June 24, 2008 7:50 am Computing, Reports, Technology, ranting, videoWorking on bigger projects with people in remote places always is a hassle. Today1 I received the long anticipated hard disk with the blue screen shots I should be working on. I popped it into the USB port but Windows thought the device was damaged and suggested to replace it. Luckily I remembered that the person who sent me the disk was a Mac user so I tried connecting the device on some Mac and it worked. Then my data-odyssey began…
I was plotting and scheming how I could convert a HFS+ file system into a platform friendly FAT32 but the easiest way is usually the one which takes you the longest. I copied every single file to the Mac’s hard drive, reformatted the disk to FAT32 and currently I am waiting as the files are transferred back onto the external hard drive.

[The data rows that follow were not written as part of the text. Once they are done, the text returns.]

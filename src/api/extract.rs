//! Request extractors that report failures as [`AppError`].

use axum::{
    Json,
    extract::{FromRequest, Request},
};
use serde::de::DeserializeOwned;
use validator::Validate;

use crate::error::AppError;

/// JSON body that has been deserialized and validated.
///
/// Malformed JSON, a wrongly typed field and a failed validation rule all
/// answer 400 with the usual error body.
#[derive(Debug, Clone, Copy, Default)]
pub struct ValidatedJson<T>(pub T);

impl<T, S> FromRequest<S> for ValidatedJson<T>
where
    T: DeserializeOwned + Validate,
    S: Send + Sync,
{
    type Rejection = AppError;

    async fn from_request(req: Request, state: &S) -> Result<Self, Self::Rejection> {
        let Json(value) = Json::<T>::from_request(req, state).await?;
        value.validate()?;
        Ok(Self(value))
    }
}
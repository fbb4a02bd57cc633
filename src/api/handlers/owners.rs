//! Handlers for owner endpoints.

use axum::{
    Json,
    extract::{Path, State},
    http::StatusCode,
};
use validator::Validate;

use crate::api::dto::owner::{OwnerItem, OwnerRequest};
use crate::api::dto::path::OwnerPath;
use crate::api::extract::ValidatedJson;
use crate::error::AppError;
use crate::state::AppState;

/// Creates an owner.
///
/// # Endpoint
///
/// `POST /owners`
///
/// # Errors
///
/// Returns 400 if any field fails validation; nothing is stored.
pub async fn create_owner_handler(
    State(state): State<AppState>,
    ValidatedJson(payload): ValidatedJson<OwnerRequest>,
) -> Result<(StatusCode, Json<OwnerItem>), AppError> {

    let owner = state.owner_service.create_owner(payload.into()).await?;

    Ok((StatusCode::CREATED, Json(OwnerItem::from(&owner))))
}

/// Reads one owner with their pets.
///
/// # Endpoint
///
/// `GET /owners/{ownerId}`
///
/// # Errors
///
/// Returns 400 if `ownerId` is below 1.
/// Returns 404 if the owner does not exist.
pub async fn find_owner_handler(
    Path(path): Path<OwnerPath>,
    State(state): State<AppState>,
) -> Result<Json<OwnerItem>, AppError> {
    path.validate()?;

    let owner = state.owner_service.find_owner(path.owner_id).await?;

    Ok(Json(OwnerItem::from(&owner)))
}

/// Lists every owner.
///
/// # Endpoint
///
/// `GET /owners`
pub async fn list_owners_handler(
    State(state): State<AppState>,
) -> Result<Json<Vec<OwnerItem>>, AppError> {
    let owners = state.owner_service.list_owners().await?;

    Ok(Json(owners.iter().map(OwnerItem::from).collect()))
}

/// Overwrites an owner's fields.
///
/// # Endpoint
///
/// `PUT /owners/{ownerId}`
///
/// Responds 204 with no body.
///
/// # Errors
///
/// Returns 400 if `ownerId` is below 1 or the body fails validation.
/// Returns 404 if the owner does not exist.
pub async fn update_owner_handler(
    Path(path): Path<OwnerPath>,
    State(state): State<AppState>,
    ValidatedJson(payload): ValidatedJson<OwnerRequest>,
) -> Result<StatusCode, AppError> {
    path.validate()?;

    state
        .owner_service
        .update_owner(path.owner_id, payload.into())
        .await?;

    Ok(StatusCode::NO_CONTENT)
}
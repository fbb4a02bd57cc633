//! Handler for the vet directory.

use axum::{Json, extract::State};

use crate::api::dto::vet::VetItem;
use crate::error::AppError;
use crate::state::AppState;

/// Lists every vet with their specialties.
///
/// # Endpoint
///
/// `GET /vets`
pub async fn list_vets_handler(
    State(state): State<AppState>,
) -> Result<Json<Vec<VetItem>>, AppError> {
    let vets = state.vet_service.list_vets().await?;

    Ok(Json(vets.iter().map(VetItem::from).collect()))
}
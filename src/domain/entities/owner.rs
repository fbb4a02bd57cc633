//! Owner aggregate root and the back-reference its pets hold.

use std::sync::atomic::{AtomicU64, Ordering};

use crate::domain::entities::Pet;
use crate::domain::view::SortedView;

static NEXT_INSTANCE: AtomicU64 = AtomicU64::new(1);

/// Process-unique identity of an in-memory [`Owner`].
///
/// Persisted ids are absent until storage assigns them, so links between an
/// owner and its pets are keyed on this value instead. Clones of an owner keep
/// the key of the original.
#[derive(Debug, Clone, Copy, PartialEq, Eq, Hash)]
pub struct InstanceKey(u64);

impl InstanceKey {
    fn next() -> Self {
        Self(NEXT_INSTANCE.fetch_add(1, Ordering::Relaxed))
    }
}

/// A pet owner and the pets they own.
///
/// The pet collection is private: the only way in is [`Owner::add_pet`], which
/// also points the pet back at this owner. Reads go through [`Owner::pets`],
/// which hands out a sorted snapshot.
#[derive(Debug, Clone)]
pub struct Owner {
    pub id: Option<i32>,
    pub first_name: String,
    pub last_name: String,
    pub address: String,
    pub city: String,
    pub telephone: String,
    instance: InstanceKey,
    pets: Vec<Pet>,
}

impl Owner {
    /// Creates a transient owner with empty fields and no pets.
    pub fn new() -> Self {
        Self {
            id: None,
            first_name: String::new(),
            last_name: String::new(),
            address: String::new(),
            city: String::new(),
            telephone: String::new(),
            instance: InstanceKey::next(),
            pets: Vec::new(),
        }
    }

    pub fn instance_key(&self) -> InstanceKey {
        self.instance
    }

    /// Full name as shown on pet records, e.g. `"George Franklin"`.
    pub fn display_name(&self) -> String {
        format!("{} {}", self.first_name, self.last_name)
    }

    /// Adds `pet` to this owner and sets its owner reference to this owner.
    ///
    /// The collection has set semantics: a pet equal to one already owned is
    /// not stored twice. Returns the stored pet.
    pub fn add_pet(&mut self, mut pet: Pet) -> &Pet {
        pet.set_owner(self);

        let index = match self.pets.iter().position(|owned| *owned == pet) {
            Some(index) => index,
            None => {
                self.pets.push(pet);
                self.pets.len() - 1
            }
        };

        &self.pets[index]
    }

    /// Pets sorted by name, detached from this owner.
    pub fn pets(&self) -> SortedView<Pet> {
        SortedView::from_sorted_by(&self.pets, |pet| pet.name.clone())
    }

    /// The backing collection in insertion order.
    pub fn pets_internal(&self) -> &[Pet] {
        &self.pets
    }

    /// Re-points every owned pet at the current state of this owner.
    ///
    /// Back-references carry a copy of the owner's id and name, so they go
    /// stale when those fields change.
    pub fn relink_pets(&mut self) {
        let link = OwnerRef::of(self);
        for pet in &mut self.pets {
            pet.owner = Some(link.clone());
        }
    }
}

impl Default for Owner {
    fn default() -> Self {
        Self::new()
    }
}

/// Owner fields carried by a create or update request.
///
/// Applied with [`crate::application::mapper::OwnerEntityMapper`].
#[derive(Debug, Clone, Default, PartialEq, Eq)]
pub struct OwnerForm {
    pub first_name: String,
    pub last_name: String,
    pub address: String,
    pub city: String,
    pub telephone: String,
}

/// Non-owning link from a [`Pet`] back to its [`Owner`].
#[derive(Debug, Clone, PartialEq, Eq, Hash)]
pub struct OwnerRef {
    instance: InstanceKey,
    id: Option<i32>,
    first_name: String,
    last_name: String,
}

impl OwnerRef {
    pub fn of(owner: &Owner) -> Self {
        Self {
            instance: owner.instance,
            id: owner.id,
            first_name: owner.first_name.clone(),
            last_name: owner.last_name.clone(),
        }
    }

    /// True when this link was taken from `owner` (or a clone of it).
    pub fn refers_to(&self, owner: &Owner) -> bool {
        self.instance == owner.instance
    }

    pub fn id(&self) -> Option<i32> {
        self.id
    }

    pub fn display_name(&self) -> String {
        format!("{} {}", self.first_name, self.last_name)
    }
}
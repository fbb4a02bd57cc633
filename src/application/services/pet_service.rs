//! Pet management service.

use crate::application::mapper::{Mapper, PetEntityMapper};
use crate::domain::entities::{Pet, PetForm, PetType};
use crate::domain::repositories::{OwnerRepository, PetRepository};
use crate::error::AppError;
use serde_json::json;
use std::sync::Arc;

/// Service for pets and pet types.
///
/// New pets are attached to their owner with
/// [`crate::domain::entities::Owner::add_pet`] before they are saved. Pet
/// lookups go straight to the pet repository; the owner id a client puts in
/// the URL is not used to scope them.
pub struct PetService<P: PetRepository + ?Sized, O: OwnerRepository + ?Sized> {
    pet_repository: Arc<P>,
    owner_repository: Arc<O>,
    mapper: PetEntityMapper,
}

impl<P: PetRepository + ?Sized, O: OwnerRepository + ?Sized> PetService<P, O> {
    /// Creates a new pet service.
    pub fn new(pet_repository: Arc<P>, owner_repository: Arc<O>) -> Self {
        Self {
            pet_repository,
            owner_repository,
            mapper: PetEntityMapper,
        }
    }

    /// Creates a pet for an existing owner.
    ///
    /// `form.type_id` is resolved against stored pet types; an unknown id
    /// leaves the pet without a type.
    ///
    /// # Errors
    ///
    /// Returns [`AppError::NotFound`] if the owner does not exist.
    /// Returns [`AppError::Internal`] on database errors.
    pub async fn create_pet(&self, owner_id: i32, form: PetForm) -> Result<Pet, AppError> {
        let mut owner = self
            .owner_repository
            .find_by_id(owner_id)
            .await?
            .ok_or_else(|| {
                tracing::debug!(owner_id, "Owner not found");
                AppError::not_found("Owner not found", json!({ "id": owner_id }))
            })?;

        let pet_type = self.resolve_type(form.type_id).await?;
        let mut pet = Pet::new();
        self.mapper.map(&mut pet, (form, pet_type));

        let pet = owner.add_pet(pet).clone();
        let saved = self.pet_repository.save(pet).await?;
        tracing::info!(owner_id, pet_id = ?saved.id, "Pet created");

        Ok(saved)
    }

    /// Overwrites name, birth date and type of an existing pet.
    ///
    /// # Errors
    ///
    /// Returns [`AppError::NotFound`] if the pet does not exist.
    /// Returns [`AppError::Internal`] on database errors.
    pub async fn update_pet(&self, pet_id: i32, form: PetForm) -> Result<(), AppError> {
        let mut pet = self.find_pet(pet_id).await?;

        let pet_type = self.resolve_type(form.type_id).await?;
        self.mapper.map(&mut pet, (form, pet_type));

        self.pet_repository.save(pet).await?;
        tracing::info!(pet_id, "Pet updated");

        Ok(())
    }

    /// Retrieves a pet linked to its owner.
    ///
    /// # Errors
    ///
    /// Returns [`AppError::NotFound`] if the pet does not exist.
    /// Returns [`AppError::Internal`] on database errors.
    pub async fn find_pet(&self, pet_id: i32) -> Result<Pet, AppError> {
        self.pet_repository
            .find_by_id(pet_id)
            .await?
            .ok_or_else(|| {
                tracing::debug!(pet_id, "Pet not found");
                AppError::not_found("Pet not found", json!({ "id": pet_id }))
            })
    }

    /// Lists all pet types.
    ///
    /// # Errors
    ///
    /// Returns [`AppError::Internal`] on database errors.
    pub async fn list_pet_types(&self) -> Result<Vec<PetType>, AppError> {
        self.pet_repository.find_pet_types().await
    }

    async fn resolve_type(&self, type_id: i32) -> Result<Option<PetType>, AppError> {
        let pet_type = self.pet_repository.find_pet_type_by_id(type_id).await?;
        if pet_type.is_none() {
            tracing::warn!(type_id, "Unknown pet type requested");
        }
        Ok(pet_type)
    }
}
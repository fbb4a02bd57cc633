//! PostgreSQL implementation of visit repository.

use async_trait::async_trait;
use chrono::NaiveDate;
use serde_json::json;
use sqlx::PgPool;
use std::sync::Arc;

use crate::domain::entities::Visit;
use crate::domain::repositories::VisitRepository;
use crate::error::AppError;

#[derive(Debug, sqlx::FromRow)]
struct VisitRow {
    id: i32,
    visit_date: Option<NaiveDate>,
    description: Option<String>,
    pet_id: i32,
}

impl From<VisitRow> for Visit {
    fn from(row: VisitRow) -> Self {
        Visit {
            id: Some(row.id),
            date: row.visit_date,
            description: row.description,
            pet_id: Some(row.pet_id),
        }
    }
}

/// PostgreSQL repository for the visit log.
pub struct PgVisitRepository {
    pool: Arc<PgPool>,
}

impl PgVisitRepository {
    /// Creates a new repository with a database connection pool.
    pub fn new(pool: Arc<PgPool>) -> Self {
        Self { pool }
    }
}

#[async_trait]
impl VisitRepository for PgVisitRepository {
    async fn find_by_pet_id(&self, pet_id: i32) -> Result<Vec<Visit>, AppError> {
        let rows = sqlx::query_as::<_, VisitRow>(
            r#"
            SELECT id, visit_date, description, pet_id
            FROM visits
            WHERE pet_id = $1
            ORDER BY id
            "#,
        )
        .bind(pet_id)
        .fetch_all(self.pool.as_ref())
        .await?;

        Ok(rows.into_iter().map(Visit::from).collect())
    }

    async fn find_by_pet_id_in(&self, pet_ids: &[i32]) -> Result<Vec<Visit>, AppError> {
        let rows = sqlx::query_as::<_, VisitRow>(
            r#"
            SELECT id, visit_date, description, pet_id
            FROM visits
            WHERE pet_id = ANY($1)
            ORDER BY array_position($1, pet_id), id
            "#,
        )
        .bind(pet_ids)
        .fetch_all(self.pool.as_ref())
        .await?;

        Ok(rows.into_iter().map(Visit::from).collect())
    }

    async fn save(&self, mut visit: Visit) -> Result<Visit, AppError> {
        let pet_id = visit
            .pet_id
            .ok_or_else(|| AppError::bad_request("Visit must reference a pet", json!({})))?;

        let id = sqlx::query_scalar::<_, i32>(
            r#"
            INSERT INTO visits (pet_id, visit_date, description)
            VALUES ($1, $2, $3)
            RETURNING id
            "#,
        )
        .bind(pet_id)
        .bind(visit.date)
        .bind(&visit.description)
        .fetch_one(self.pool.as_ref())
        .await?;

        visit.id = Some(id);
        Ok(visit)
    }
}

Effectively this whole process ate up about one hour of my time. One hour I could have been working on the data instead of moving it around. But it wasn’t over already.
I remember requesting the files as, quote, “MXF files, straight from the P2 card” from my source but I haven’t paid attention to the fact that I won’t be supplied with dailies rather than excerpts from an edit. So I got the strangest files I’ve encountered so far: MXF.DV-QuickTimes that won’t play back on my PC - thanks to DVCPRO-HD compression. I strolled the web to get hold of the codec for QuickTime. To cut a long story short: For Windows users there aren’t any. So I spent the rest of the evening in the lab on a Mac with Final Cut Pro installed which read and played back the files no problemo re-encoding and reading some gaming magazine.

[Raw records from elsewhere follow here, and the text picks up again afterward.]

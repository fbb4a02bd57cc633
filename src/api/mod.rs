//! REST API layer for HTTP request/response handling.
//!
//! This layer translates HTTP requests into service calls and formats
//! responses according to API contracts.
//!
//! # Modules
//!
//! - [`dto`] - Data Transfer Objects for request/response serialization
//! - [`extract`] - Validating JSON extractor
//! - [`handlers`] - HTTP request handlers
//! - [`middleware`] - Request tracing
//! - [`routes`] - Per-service route tables

pub mod dto;
pub mod extract;
pub mod handlers;
pub mod middleware;
pub mod routes;
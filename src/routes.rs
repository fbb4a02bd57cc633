//! Top-level router configuration.
//!
//! # Route Structure
//!
//! - `customers` - `/owners/*`, `/petTypes`
//! - `vets`      - `/vets`
//! - `visits`    - `/owners/{ownerId}/pets/{petId}/visits`, `/pets/visits`
//! - `all`       - the three merged on one listener
//!
//! # Middleware
//!
//! - **Tracing** - Structured request/response logging
//! - **Path normalization** - Trailing slash handling

use crate::api::middleware::tracing;
use crate::api::routes::{customers_routes, vets_routes, visits_routes};
use crate::config::ServiceKind;
use crate::state::AppState;
use axum::Router;
use tower::Layer;
use tower_http::normalize_path::{NormalizePath, NormalizePathLayer};

/// Routes served by `service`, without middleware.
pub fn service_routes(service: ServiceKind) -> Router<AppState> {
    match service {
        ServiceKind::Customers => customers_routes(),
        ServiceKind::Vets => vets_routes(),
        ServiceKind::Visits => visits_routes(),
        ServiceKind::All => customers_routes()
            .merge(vets_routes())
            .merge(visits_routes()),
    }
}

/// Builds the router for `service` with all middleware applied.
pub fn app_router(state: AppState, service: ServiceKind) -> NormalizePath<Router> {
    let router = service_routes(service)
        .with_state(state)
        .layer(tracing::layer());

    NormalizePathLayer::trim_trailing_slash().layer(router)
}
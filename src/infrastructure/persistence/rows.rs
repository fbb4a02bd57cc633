//! Row types shared by the customers repositories.

use chrono::NaiveDate;

use crate::domain::entities::{Owner, Pet, PetType};

pub(super) const OWNER_COLUMNS: &str = "id, first_name, last_name, address, city, telephone";

pub(super) const PET_SELECT: &str = r#"
    SELECT p.id, p.name, p.birth_date, p.owner_id, t.id AS type_id, t.name AS type_name
    FROM pets p
    LEFT JOIN types t ON t.id = p.type_id
"#;

#[derive(Debug, sqlx::FromRow)]
pub(super) struct OwnerRow {
    pub id: i32,
    pub first_name: String,
    pub last_name: String,
    pub address: String,
    pub city: String,
    pub telephone: String,
}

impl OwnerRow {
    pub fn into_owner(self) -> Owner {
        let mut owner = Owner::new();
        owner.id = Some(self.id);
        owner.first_name = self.first_name;
        owner.last_name = self.last_name;
        owner.address = self.address;
        owner.city = self.city;
        owner.telephone = self.telephone;
        owner
    }
}

#[derive(Debug, sqlx::FromRow)]
pub(super) struct PetRow {
    pub id: i32,
    pub name: String,
    pub birth_date: Option<NaiveDate>,
    pub owner_id: i32,
    pub type_id: Option<i32>,
    pub type_name: Option<String>,
}

impl PetRow {
    /// Builds an unlinked pet; callers attach it with `Owner::add_pet`.
    pub fn into_pet(self) -> Pet {
        let mut pet = Pet::new();
        pet.id = Some(self.id);
        pet.name = self.name;
        pet.birth_date = self.birth_date;
        pet.pet_type = match (self.type_id, self.type_name) {
            (Some(id), Some(name)) => Some(PetType::new(Some(id), name)),
            _ => None,
        };
        pet
    }
}

#[derive(Debug, sqlx::FromRow)]
pub(super) struct PetTypeRow {
    pub id: i32,
    pub name: String,
}

impl From<PetTypeRow> for PetType {
    fn from(row: PetTypeRow) -> Self {
        PetType::new(Some(row.id), row.name)
    }
}
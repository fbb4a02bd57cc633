//! Repository trait for pets and pet types.

use crate::domain::entities::{Pet, PetType};
use crate::error::AppError;
use async_trait::async_trait;

/// Repository interface for pets.
///
/// # Implementations
///
/// - [`crate::infrastructure::persistence::PgPetRepository`] - PostgreSQL implementation
/// - Test mocks available with `cfg(test)`
#[cfg_attr(test, mockall::automock)]
#[async_trait]
pub trait PetRepository: Send + Sync {
    /// Finds a pet by id, linked to its owner.
    ///
    /// # Errors
    ///
    /// Returns [`AppError::Internal`] on database errors.
    async fn find_by_id(&self, id: i32) -> Result<Option<Pet>, AppError>;

    /// Finds a pet type by id.
    ///
    /// # Errors
    ///
    /// Returns [`AppError::Internal`] on database errors.
    async fn find_pet_type_by_id(&self, id: i32) -> Result<Option<PetType>, AppError>;

    /// Lists all pet types.
    ///
    /// # Errors
    ///
    /// Returns [`AppError::Internal`] on database errors.
    async fn find_pet_types(&self) -> Result<Vec<PetType>, AppError>;

    /// Inserts a transient pet or updates a persisted one.
    ///
    /// The pet's owner reference must carry a persisted owner id.
    ///
    /// # Errors
    ///
    /// Returns [`AppError::Validation`] if the pet has no persisted owner.
    /// Returns [`AppError::NotFound`] when updating an id that no longer exists.
    /// Returns [`AppError::Internal`] on database errors.
    async fn save(&self, pet: Pet) -> Result<Pet, AppError>;
}
//! Veterinarian and specialty entities.

use std::collections::HashSet;

use crate::domain::view::SortedView;

/// A field of veterinary expertise, e.g. "radiology".
#[derive(Debug, Clone, PartialEq, Eq, Hash)]
pub struct Specialty {
    pub id: Option<i32>,
    pub name: String,
}

impl Specialty {
    pub fn new(id: Option<i32>, name: impl Into<String>) -> Self {
        Self {
            id,
            name: name.into(),
        }
    }
}

/// A veterinarian and their specialties.
#[derive(Debug, Clone, Default)]
pub struct Vet {
    pub id: Option<i32>,
    pub first_name: String,
    pub last_name: String,
    specialties: HashSet<Specialty>,
}

impl Vet {
    pub fn new() -> Self {
        Self::default()
    }

    pub fn add_specialty(&mut self, specialty: Specialty) {
        self.specialties.insert(specialty);
    }

    /// Specialties sorted by name, detached from this vet.
    pub fn specialties(&self) -> SortedView<Specialty> {
        SortedView::from_sorted_by(&self.specialties, |s| s.name.clone())
    }

    pub fn specialties_internal(&self) -> &HashSet<Specialty> {
        &self.specialties
    }

    pub fn nr_of_specialties(&self) -> usize {
        self.specialties.len()
    }
}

So it was recoding time - from HDVCPRO HD to QuickTime JPEG with about twice the file size that made me fondly remember the days back when I purchased my notebook — when 40 gigs meant a real big hard drive.
And now?
Now I’m reformatting the QuickTime files to TIF image sequences because Nuke doesn’t like JPEG QuickTime files. Time lost today: About 7.5 hrs — and counting.

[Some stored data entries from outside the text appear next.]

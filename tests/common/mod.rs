#![allow(dead_code)]

use async_trait::async_trait;
use axum_test::TestServer;
use chrono::NaiveDate;
use mockall::mock;
use std::sync::Arc;

use petclinic::config::ServiceKind;
use petclinic::domain::entities::{Owner, Pet, PetType, Specialty, Vet, Visit};
use petclinic::domain::repositories::{
    OwnerRepository, PetRepository, VetRepository, VisitRepository,
};
use petclinic::error::AppError;
use petclinic::routes::service_routes;
use petclinic::state::AppState;

mock! {
    pub Owners {}

    #[async_trait]
    impl OwnerRepository for Owners {
        async fn find_by_id(&self, id: i32) -> Result<Option<Owner>, AppError>;
        async fn find_all(&self) -> Result<Vec<Owner>, AppError>;
        async fn save(&self, owner: Owner) -> Result<Owner, AppError>;
    }
}

mock! {
    pub Pets {}

    #[async_trait]
    impl PetRepository for Pets {
        async fn find_by_id(&self, id: i32) -> Result<Option<Pet>, AppError>;
        async fn find_pet_type_by_id(&self, id: i32) -> Result<Option<PetType>, AppError>;
        async fn find_pet_types(&self) -> Result<Vec<PetType>, AppError>;
        async fn save(&self, pet: Pet) -> Result<Pet, AppError>;
    }
}

mock! {
    pub Vets {}

    #[async_trait]
    impl VetRepository for Vets {
        async fn find_all(&self) -> Result<Vec<Vet>, AppError>;
    }
}

mock! {
    pub Visits {}

    #[async_trait]
    impl VisitRepository for Visits {
        async fn find_by_pet_id(&self, pet_id: i32) -> Result<Vec<Visit>, AppError>;
        async fn find_by_pet_id_in(&self, pet_ids: &[i32]) -> Result<Vec<Visit>, AppError>;
        async fn save(&self, visit: Visit) -> Result<Visit, AppError>;
    }
}

/// One mock per repository; set expectations, then build a server.
pub struct Repos {
    pub owners: MockOwners,
    pub pets: MockPets,
    pub vets: MockVets,
    pub visits: MockVisits,
}

impl Repos {
    pub fn new() -> Self {
        Self {
            owners: MockOwners::new(),
            pets: MockPets::new(),
            vets: MockVets::new(),
            visits: MockVisits::new(),
        }
    }

    pub fn server(self, service: ServiceKind) -> TestServer {
        let state = AppState::new(
            Arc::new(self.owners),
            Arc::new(self.pets),
            Arc::new(self.vets),
            Arc::new(self.visits),
        );
        let app = service_routes(service).with_state(state);
        TestServer::new(app).unwrap()
    }
}

pub fn george() -> Owner {
    let mut owner = Owner::new();
    owner.id = Some(1);
    owner.first_name = "George".to_string();
    owner.last_name = "Franklin".to_string();
    owner.address = "110 W. Liberty St.".to_string();
    owner.city = "Madison".to_string();
    owner.telephone = "6085551023".to_string();
    owner
}

pub fn cat() -> PetType {
    PetType::new(Some(1), "cat")
}

pub fn pet(id: i32, name: &str) -> Pet {
    let mut pet = Pet::new();
    pet.id = Some(id);
    pet.name = name.to_string();
    pet.birth_date = NaiveDate::from_ymd_opt(2010, 9, 7);
    pet.pet_type = Some(cat());
    pet
}

pub fn vet(id: i32, first: &str, last: &str, specialties: &[&str]) -> Vet {
    let mut vet = Vet::new();
    vet.id = Some(id);
    vet.first_name = first.to_string();
    vet.last_name = last.to_string();
    for (i, name) in specialties.iter().enumerate() {
        vet.add_specialty(Specialty::new(Some(i as i32 + 1), *name));
    }
    vet
}

pub fn visit(id: i32, pet_id: i32, description: &str) -> Visit {
    Visit::builder()
        .id(id)
        .pet_id(pet_id)
        .date(NaiveDate::from_ymd_opt(2013, 1, 1).unwrap())
        .description(description)
        .build()
}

What I have learned today:
- That sometimes it’s the cable, not the device.
- That you can access a Mac’s Disk Manager under Applications > Utilities.
- That this Mac can read NTFS disks — but not move data onto them.
- That I really can’t stand a Mac mouse’s acceleration and behavior.
- That there’s no way to read a DVCPRO HD QuickTime file on a PC.
- That a Mac has to have Final Cut Pro installed to play back a DVCPRO HD QuickTime file.
- That QuickTime exports the video files in the resolution currently displayed.
- That JPEG-QuickTimes (maximum quality) are twice as big as eqivalent DVCPRO HD QuickTime files.
- That Nuke doesn’t like QuickTimes with JPEG compression.
- That I should communicate better what files I need in what format and on what file system.
- Well, in fact yesterday now [back]

September 13th, 2008 at 19:15
I have come across a similiar problem as you and have and have found that there is a way to play DVCpro HD files on the PC. if you head over to http://dvfilm.com they have a utility called ‘Raylight 3.0′ that will allow the playback of dvcproHD material in several PC applications. Unfortunately this method isn’t free, but is worth it if you do lots with DVCproHD and/or MXF files. hopefully this is helpful to you.
September 14th, 2008 at 05:24
Thanks for the comment, Sean! In fact I already own Raylight 3 but haven’t tried yet to read the QT-files from hell with it! How would I know!
EDIT: Just tried it and it doesn’t work with Quicktimes, even if you change their extension to MXF because the QuickTime-container format is one sonuvabitch… I guess I have to look for fruity computers then — again.